“The idea had taken hold of me that I needed nothing so much as a cabin in the woods — four rough walls, a metal roof that would ping under the spring rain and a porch that looked down a wooded hillside.”

Thus begins Lou Ureneck’s second nonfiction book, “Cabin: Two Brothers, a Dream, and Five Acres in Maine.” Like “Backcast,” Ureneck’s 2007 work that won the National Outdoor Book Award, “Cabin” is reaping well-deserved recognition.

It’s the story of how Ureneck and his younger brother, Paul, built a post-and-beam cabin on a hillside in western Maine. They did most of the building in winter, contending with drifts of snow and a storm that knocked over part of the structure.

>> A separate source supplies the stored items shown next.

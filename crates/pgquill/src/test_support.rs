//! Fake clients for unit tests.

use crate::client::{GenericClient, RowStream, StreamingClient};
use crate::error::{DbError, DbResult};
use crate::param::text_hint;
use futures_util::StreamExt;
use std::sync::atomic::{AtomicUsize, Ordering};
use std::sync::{Arc, Mutex};
use std::time::Duration;
use tokio_postgres::Row;
use tokio_postgres::types::ToSql;

/// One statement received by a [`DummyClient`].
#[derive(Debug, Clone, PartialEq)]
pub(crate) struct Call {
    pub sql: String,
    pub params: Vec<Option<String>>,
}

/// Records every statement and answers with canned results.
///
/// `SELECT` statements sent through `execute` report `select_rows` rows (or
/// fail when it is `None`); other statements report one affected row unless
/// `fail_writes` is set. Row-returning calls yield no rows; streams yield a
/// single error when `fail_stream` is set. `open_streams` counts streams not
/// yet dropped.
#[derive(Clone)]
pub(crate) struct DummyClient {
    pub calls: Arc<Mutex<Vec<Call>>>,
    pub select_rows: Option<u64>,
    pub fail_writes: bool,
    pub fail_stream: bool,
    pub delay: Option<Duration>,
    pub open_streams: Arc<AtomicUsize>,
}

impl Default for DummyClient {
    fn default() -> Self {
        Self {
            calls: Arc::default(),
            select_rows: Some(0),
            fail_writes: false,
            fail_stream: false,
            delay: None,
            open_streams: Arc::default(),
        }
    }
}

impl DummyClient {
    pub fn new() -> Self {
        Self::default()
    }

    pub fn select_rows(mut self, rows: Option<u64>) -> Self {
        self.select_rows = rows;
        self
    }

    pub fn fail_writes(mut self) -> Self {
        self.fail_writes = true;
        self
    }

    pub fn fail_stream(mut self) -> Self {
        self.fail_stream = true;
        self
    }

    pub fn open_streams(&self) -> usize {
        self.open_streams.load(Ordering::SeqCst)
    }

    pub fn delay(mut self, delay: Duration) -> Self {
        self.delay = Some(delay);
        self
    }

    pub fn calls(&self) -> Vec<Call> {
        self.calls.lock().unwrap().clone()
    }

    pub fn sql(&self) -> Vec<String> {
        self.calls().into_iter().map(|c| c.sql).collect()
    }

    async fn record(&self, sql: &str, params: &[&(dyn ToSql + Sync)]) {
        let call = Call {
            sql: sql.to_string(),
            params: params.iter().map(|p| text_hint(*p)).collect(),
        };
        self.calls.lock().unwrap().push(call);
        if let Some(delay) = self.delay {
            tokio::time::sleep(delay).await;
        }
    }
}

impl GenericClient for DummyClient {
    async fn query(&self, sql: &str, params: &[&(dyn ToSql + Sync)]) -> DbResult<Vec<Row>> {
        self.record(sql, params).await;
        Ok(vec![])
    }

    async fn execute(&self, sql: &str, params: &[&(dyn ToSql + Sync)]) -> DbResult<u64> {
        self.record(sql, params).await;
        if sql.starts_with("SELECT") {
            return self
                .select_rows
                .ok_or_else(|| DbError::Other("lookup failed".to_string()));
        }
        if self.fail_writes {
            return Err(DbError::Other("write failed".to_string()));
        }
        Ok(1)
    }
}

impl StreamingClient for DummyClient {
    async fn query_stream(
        &self,
        sql: &str,
        params: &[&(dyn ToSql + Sync)],
    ) -> DbResult<RowStream> {
        self.record(sql, params).await;
        let guard = OpenStream::new(self.open_streams.clone());
        let items: Vec<DbResult<Row>> = if self.fail_stream {
            vec![Err(DbError::Other("stream failed".to_string()))]
        } else {
            Vec::new()
        };
        Ok(RowStream::new(futures_util::stream::iter(items).map(
            move |item| {
                guard.hold();
                item
            },
        )))
    }
}

/// Tracks a live stream; decrements the counter when dropped.
struct OpenStream(Arc<AtomicUsize>);

impl OpenStream {
    fn new(counter: Arc<AtomicUsize>) -> Self {
        counter.fetch_add(1, Ordering::SeqCst);
        Self(counter)
    }

    fn hold(&self) {}
}

impl Drop for OpenStream {
    fn drop(&mut self) {
        self.0.fetch_sub(1, Ordering::SeqCst);
    }
}

pub(crate) fn text(values: &[&str]) -> Vec<Option<String>> {
    values.iter().map(|s| Some(s.to_string())).collect()
}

But “Cabin” is much more than a builder’s account of a hands-on project in the Maine woods. Ureneck is 56 when he sets out to turn his dream into reality. At that point in time, he’s been hospitalized for a potentially serious heart ailment. His mother, the mainstay of his childhood, is recently deceased. And he’s still conflicted over his divorce 10 years earlier.

“I was looking for something,” he writes, “that would put me back in life’s good graces. I wanted a project that would engage the better part of me, and the notion of building a cabin — a boy’s dream, really — seemed a way to get a purchase on life’s next turn. I won’t lie. I needed it badly.”

So building the cabin, a place to be enjoyed by two brothers and their extended families, becomes a metaphor for putting together a battered life in middle age. That approach gives Ureneck an opportunity to reflect on subjects familiar to readers.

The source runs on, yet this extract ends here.